◆ Exercise description:
From the entries below, copy every line holding the word "boom".

◆ Material shown:
----
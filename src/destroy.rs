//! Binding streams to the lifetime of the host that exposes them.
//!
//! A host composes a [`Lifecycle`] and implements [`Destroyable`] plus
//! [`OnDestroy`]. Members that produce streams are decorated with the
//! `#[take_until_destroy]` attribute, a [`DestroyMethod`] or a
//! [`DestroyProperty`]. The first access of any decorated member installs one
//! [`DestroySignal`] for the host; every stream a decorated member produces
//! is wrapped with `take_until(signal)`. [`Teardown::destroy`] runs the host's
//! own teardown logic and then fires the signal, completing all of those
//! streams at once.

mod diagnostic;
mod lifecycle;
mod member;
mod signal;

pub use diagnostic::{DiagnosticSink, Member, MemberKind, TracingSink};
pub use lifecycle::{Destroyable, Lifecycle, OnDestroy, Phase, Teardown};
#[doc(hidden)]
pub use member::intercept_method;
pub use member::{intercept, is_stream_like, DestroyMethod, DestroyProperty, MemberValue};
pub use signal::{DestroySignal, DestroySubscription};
----
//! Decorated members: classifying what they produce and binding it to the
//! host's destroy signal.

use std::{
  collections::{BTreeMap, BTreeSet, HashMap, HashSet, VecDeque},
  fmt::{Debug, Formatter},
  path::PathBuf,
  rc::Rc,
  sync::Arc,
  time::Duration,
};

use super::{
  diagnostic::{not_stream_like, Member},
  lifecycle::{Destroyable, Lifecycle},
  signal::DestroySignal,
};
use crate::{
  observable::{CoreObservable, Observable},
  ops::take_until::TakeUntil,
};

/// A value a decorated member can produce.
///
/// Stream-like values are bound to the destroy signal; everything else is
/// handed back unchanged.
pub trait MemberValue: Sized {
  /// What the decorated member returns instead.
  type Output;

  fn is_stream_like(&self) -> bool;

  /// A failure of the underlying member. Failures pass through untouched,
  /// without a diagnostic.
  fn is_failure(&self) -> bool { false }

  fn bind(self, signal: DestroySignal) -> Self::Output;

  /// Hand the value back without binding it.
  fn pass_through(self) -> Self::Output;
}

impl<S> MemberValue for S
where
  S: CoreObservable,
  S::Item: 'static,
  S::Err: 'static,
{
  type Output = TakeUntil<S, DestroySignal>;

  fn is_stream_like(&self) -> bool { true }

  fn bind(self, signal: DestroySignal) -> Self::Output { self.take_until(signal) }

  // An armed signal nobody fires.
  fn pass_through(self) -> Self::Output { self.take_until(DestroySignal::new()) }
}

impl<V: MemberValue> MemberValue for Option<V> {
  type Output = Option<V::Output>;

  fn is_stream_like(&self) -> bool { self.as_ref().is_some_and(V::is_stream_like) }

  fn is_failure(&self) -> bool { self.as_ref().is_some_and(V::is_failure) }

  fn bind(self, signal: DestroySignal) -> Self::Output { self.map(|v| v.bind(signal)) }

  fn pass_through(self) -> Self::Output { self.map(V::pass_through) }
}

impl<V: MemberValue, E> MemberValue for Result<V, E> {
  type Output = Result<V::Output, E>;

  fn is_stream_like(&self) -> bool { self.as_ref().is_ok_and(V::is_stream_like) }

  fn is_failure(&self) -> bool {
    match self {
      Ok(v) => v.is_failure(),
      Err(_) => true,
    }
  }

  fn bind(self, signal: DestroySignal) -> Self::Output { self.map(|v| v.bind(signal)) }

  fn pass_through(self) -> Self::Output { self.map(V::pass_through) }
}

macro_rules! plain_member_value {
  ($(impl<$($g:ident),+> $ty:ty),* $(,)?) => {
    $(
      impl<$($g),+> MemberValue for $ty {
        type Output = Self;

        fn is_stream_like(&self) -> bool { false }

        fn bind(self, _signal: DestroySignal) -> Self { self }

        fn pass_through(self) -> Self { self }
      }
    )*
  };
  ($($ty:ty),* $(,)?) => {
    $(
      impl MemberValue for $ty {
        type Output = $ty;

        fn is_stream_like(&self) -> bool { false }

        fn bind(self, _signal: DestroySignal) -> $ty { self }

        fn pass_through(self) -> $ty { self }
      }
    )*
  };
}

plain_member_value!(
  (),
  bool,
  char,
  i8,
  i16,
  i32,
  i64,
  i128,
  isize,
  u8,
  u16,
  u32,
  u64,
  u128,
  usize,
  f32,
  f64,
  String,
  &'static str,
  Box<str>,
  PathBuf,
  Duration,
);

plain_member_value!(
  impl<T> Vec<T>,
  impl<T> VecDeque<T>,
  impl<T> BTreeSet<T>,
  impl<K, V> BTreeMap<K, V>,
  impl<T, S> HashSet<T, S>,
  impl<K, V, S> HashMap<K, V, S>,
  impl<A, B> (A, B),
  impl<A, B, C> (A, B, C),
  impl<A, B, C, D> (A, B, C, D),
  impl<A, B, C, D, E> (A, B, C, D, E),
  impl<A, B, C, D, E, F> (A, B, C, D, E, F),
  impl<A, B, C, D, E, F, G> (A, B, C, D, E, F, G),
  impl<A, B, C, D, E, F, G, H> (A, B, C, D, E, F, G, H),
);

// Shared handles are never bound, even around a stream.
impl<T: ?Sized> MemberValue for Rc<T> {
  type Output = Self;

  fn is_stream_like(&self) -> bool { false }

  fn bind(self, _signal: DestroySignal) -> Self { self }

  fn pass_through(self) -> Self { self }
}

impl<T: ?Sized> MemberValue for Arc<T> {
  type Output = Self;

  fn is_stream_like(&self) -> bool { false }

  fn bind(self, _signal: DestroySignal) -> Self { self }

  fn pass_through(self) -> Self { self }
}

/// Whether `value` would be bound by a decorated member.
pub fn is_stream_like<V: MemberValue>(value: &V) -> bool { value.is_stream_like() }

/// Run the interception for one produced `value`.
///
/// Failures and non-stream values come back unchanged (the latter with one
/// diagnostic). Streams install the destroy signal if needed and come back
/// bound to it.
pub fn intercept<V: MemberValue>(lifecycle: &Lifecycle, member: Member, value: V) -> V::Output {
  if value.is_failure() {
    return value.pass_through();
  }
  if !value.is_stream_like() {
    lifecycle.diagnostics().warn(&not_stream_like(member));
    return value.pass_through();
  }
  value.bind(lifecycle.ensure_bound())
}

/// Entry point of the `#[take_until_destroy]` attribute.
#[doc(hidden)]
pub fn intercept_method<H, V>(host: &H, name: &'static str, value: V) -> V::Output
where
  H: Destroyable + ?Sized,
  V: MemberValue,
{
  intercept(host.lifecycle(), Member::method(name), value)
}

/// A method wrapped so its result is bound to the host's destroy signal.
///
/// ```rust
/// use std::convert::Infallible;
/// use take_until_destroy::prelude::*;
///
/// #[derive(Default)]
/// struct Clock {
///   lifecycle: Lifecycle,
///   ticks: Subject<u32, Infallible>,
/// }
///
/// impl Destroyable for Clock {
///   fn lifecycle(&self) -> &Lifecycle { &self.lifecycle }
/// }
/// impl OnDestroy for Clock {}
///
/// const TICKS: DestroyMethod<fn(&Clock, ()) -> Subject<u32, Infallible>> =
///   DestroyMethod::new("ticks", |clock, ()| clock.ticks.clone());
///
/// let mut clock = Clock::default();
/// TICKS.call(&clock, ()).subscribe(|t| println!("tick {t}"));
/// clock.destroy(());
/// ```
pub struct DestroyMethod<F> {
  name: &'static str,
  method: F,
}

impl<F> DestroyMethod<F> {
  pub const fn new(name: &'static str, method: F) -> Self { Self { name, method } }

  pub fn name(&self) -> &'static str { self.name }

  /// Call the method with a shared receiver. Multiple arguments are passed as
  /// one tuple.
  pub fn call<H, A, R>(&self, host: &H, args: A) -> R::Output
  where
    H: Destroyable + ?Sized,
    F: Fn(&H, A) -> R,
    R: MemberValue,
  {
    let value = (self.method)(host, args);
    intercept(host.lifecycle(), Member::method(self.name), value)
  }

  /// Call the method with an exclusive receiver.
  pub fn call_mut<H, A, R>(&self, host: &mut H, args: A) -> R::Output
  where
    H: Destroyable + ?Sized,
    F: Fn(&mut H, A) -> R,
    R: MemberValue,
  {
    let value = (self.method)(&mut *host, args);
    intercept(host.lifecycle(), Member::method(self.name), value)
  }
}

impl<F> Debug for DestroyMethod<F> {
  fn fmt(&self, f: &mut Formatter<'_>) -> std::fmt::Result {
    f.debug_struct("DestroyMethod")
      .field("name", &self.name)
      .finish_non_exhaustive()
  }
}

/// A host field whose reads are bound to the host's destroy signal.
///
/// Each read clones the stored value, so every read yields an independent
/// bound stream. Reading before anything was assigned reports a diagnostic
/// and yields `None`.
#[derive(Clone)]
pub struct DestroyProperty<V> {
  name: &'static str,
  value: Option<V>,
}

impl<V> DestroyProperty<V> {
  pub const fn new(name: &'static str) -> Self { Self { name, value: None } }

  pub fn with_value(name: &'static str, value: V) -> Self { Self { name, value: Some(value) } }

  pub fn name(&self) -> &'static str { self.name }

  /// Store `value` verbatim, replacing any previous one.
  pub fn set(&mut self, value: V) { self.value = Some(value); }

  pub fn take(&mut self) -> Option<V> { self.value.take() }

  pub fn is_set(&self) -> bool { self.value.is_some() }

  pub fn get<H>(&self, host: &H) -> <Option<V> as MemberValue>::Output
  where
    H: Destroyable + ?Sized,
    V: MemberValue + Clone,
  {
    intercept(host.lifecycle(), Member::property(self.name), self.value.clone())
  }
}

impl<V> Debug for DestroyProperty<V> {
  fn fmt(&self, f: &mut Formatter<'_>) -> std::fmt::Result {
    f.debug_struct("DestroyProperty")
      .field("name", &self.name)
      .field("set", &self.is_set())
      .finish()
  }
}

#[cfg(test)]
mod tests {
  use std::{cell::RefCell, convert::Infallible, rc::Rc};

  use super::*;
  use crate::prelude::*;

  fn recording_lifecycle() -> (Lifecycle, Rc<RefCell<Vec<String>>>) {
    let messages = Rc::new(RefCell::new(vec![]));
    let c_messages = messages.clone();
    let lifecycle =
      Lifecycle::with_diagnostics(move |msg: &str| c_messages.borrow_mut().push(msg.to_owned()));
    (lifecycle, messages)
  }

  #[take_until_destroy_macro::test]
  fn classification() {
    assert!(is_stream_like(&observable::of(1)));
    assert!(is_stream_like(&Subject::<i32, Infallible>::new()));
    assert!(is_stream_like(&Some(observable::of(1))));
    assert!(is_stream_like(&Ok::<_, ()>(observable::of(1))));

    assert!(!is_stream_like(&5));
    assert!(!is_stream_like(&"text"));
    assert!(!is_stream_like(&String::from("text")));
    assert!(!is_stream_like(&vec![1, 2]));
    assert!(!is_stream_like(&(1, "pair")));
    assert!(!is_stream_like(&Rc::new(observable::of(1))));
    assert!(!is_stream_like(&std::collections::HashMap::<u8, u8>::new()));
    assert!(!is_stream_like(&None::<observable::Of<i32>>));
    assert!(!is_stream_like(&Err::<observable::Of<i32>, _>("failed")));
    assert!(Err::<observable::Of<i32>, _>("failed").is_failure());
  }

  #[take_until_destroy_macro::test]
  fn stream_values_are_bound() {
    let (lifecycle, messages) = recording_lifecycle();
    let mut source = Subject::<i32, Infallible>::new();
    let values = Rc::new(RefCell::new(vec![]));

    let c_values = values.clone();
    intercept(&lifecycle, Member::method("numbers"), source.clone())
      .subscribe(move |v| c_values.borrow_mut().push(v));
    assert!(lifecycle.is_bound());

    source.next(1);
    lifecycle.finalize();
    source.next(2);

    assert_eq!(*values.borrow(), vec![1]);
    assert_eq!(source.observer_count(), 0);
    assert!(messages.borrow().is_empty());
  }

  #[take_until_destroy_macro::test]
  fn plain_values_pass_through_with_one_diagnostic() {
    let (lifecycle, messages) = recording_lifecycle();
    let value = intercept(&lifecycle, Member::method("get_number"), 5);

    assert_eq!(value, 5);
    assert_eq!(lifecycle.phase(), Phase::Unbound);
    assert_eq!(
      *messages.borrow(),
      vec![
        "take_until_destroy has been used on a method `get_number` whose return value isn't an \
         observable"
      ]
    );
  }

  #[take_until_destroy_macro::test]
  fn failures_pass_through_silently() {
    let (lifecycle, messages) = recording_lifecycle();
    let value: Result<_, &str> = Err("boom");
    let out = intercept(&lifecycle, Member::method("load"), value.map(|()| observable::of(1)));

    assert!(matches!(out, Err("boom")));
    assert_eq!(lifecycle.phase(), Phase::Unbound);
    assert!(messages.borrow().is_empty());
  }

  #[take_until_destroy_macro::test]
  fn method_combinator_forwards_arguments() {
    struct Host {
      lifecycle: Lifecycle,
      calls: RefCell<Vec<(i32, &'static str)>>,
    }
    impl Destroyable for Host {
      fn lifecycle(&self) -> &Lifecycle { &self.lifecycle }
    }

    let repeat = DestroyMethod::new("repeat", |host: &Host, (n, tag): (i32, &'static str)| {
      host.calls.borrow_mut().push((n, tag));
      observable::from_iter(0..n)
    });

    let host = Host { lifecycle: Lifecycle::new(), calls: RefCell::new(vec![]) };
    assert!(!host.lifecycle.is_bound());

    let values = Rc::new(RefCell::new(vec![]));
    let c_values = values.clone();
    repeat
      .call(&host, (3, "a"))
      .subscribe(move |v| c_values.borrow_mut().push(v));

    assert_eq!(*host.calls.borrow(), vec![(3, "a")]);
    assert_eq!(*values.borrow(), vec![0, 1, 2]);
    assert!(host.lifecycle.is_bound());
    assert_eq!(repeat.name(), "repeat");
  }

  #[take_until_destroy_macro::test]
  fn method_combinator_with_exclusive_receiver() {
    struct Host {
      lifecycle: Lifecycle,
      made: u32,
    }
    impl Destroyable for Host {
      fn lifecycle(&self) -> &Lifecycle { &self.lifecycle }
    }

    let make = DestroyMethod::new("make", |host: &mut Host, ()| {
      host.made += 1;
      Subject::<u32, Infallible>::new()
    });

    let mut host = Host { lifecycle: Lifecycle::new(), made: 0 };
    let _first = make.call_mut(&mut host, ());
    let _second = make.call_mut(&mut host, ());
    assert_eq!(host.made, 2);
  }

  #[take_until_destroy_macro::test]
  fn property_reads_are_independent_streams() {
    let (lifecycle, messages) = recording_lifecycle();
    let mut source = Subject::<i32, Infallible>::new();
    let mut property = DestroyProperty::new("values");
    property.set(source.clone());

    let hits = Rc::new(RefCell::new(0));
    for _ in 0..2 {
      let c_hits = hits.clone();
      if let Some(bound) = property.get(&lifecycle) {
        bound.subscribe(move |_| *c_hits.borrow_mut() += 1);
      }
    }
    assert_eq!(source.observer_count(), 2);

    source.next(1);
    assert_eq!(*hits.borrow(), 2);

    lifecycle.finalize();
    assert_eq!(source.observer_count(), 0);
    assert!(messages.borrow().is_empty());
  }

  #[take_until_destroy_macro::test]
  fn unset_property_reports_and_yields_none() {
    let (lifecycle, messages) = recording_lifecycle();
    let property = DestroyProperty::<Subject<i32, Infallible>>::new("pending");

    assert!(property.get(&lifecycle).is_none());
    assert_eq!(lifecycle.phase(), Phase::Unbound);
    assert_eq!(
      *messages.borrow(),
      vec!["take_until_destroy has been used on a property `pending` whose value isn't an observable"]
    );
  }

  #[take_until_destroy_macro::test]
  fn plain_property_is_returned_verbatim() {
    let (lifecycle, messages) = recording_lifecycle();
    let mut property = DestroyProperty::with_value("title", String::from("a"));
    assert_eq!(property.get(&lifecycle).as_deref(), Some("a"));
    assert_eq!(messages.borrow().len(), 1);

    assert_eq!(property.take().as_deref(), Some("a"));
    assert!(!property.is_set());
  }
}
----
◆ Exercise result:
    let value: Result<_, &str> = Err("boom");
    assert!(matches!(out, Err("boom")));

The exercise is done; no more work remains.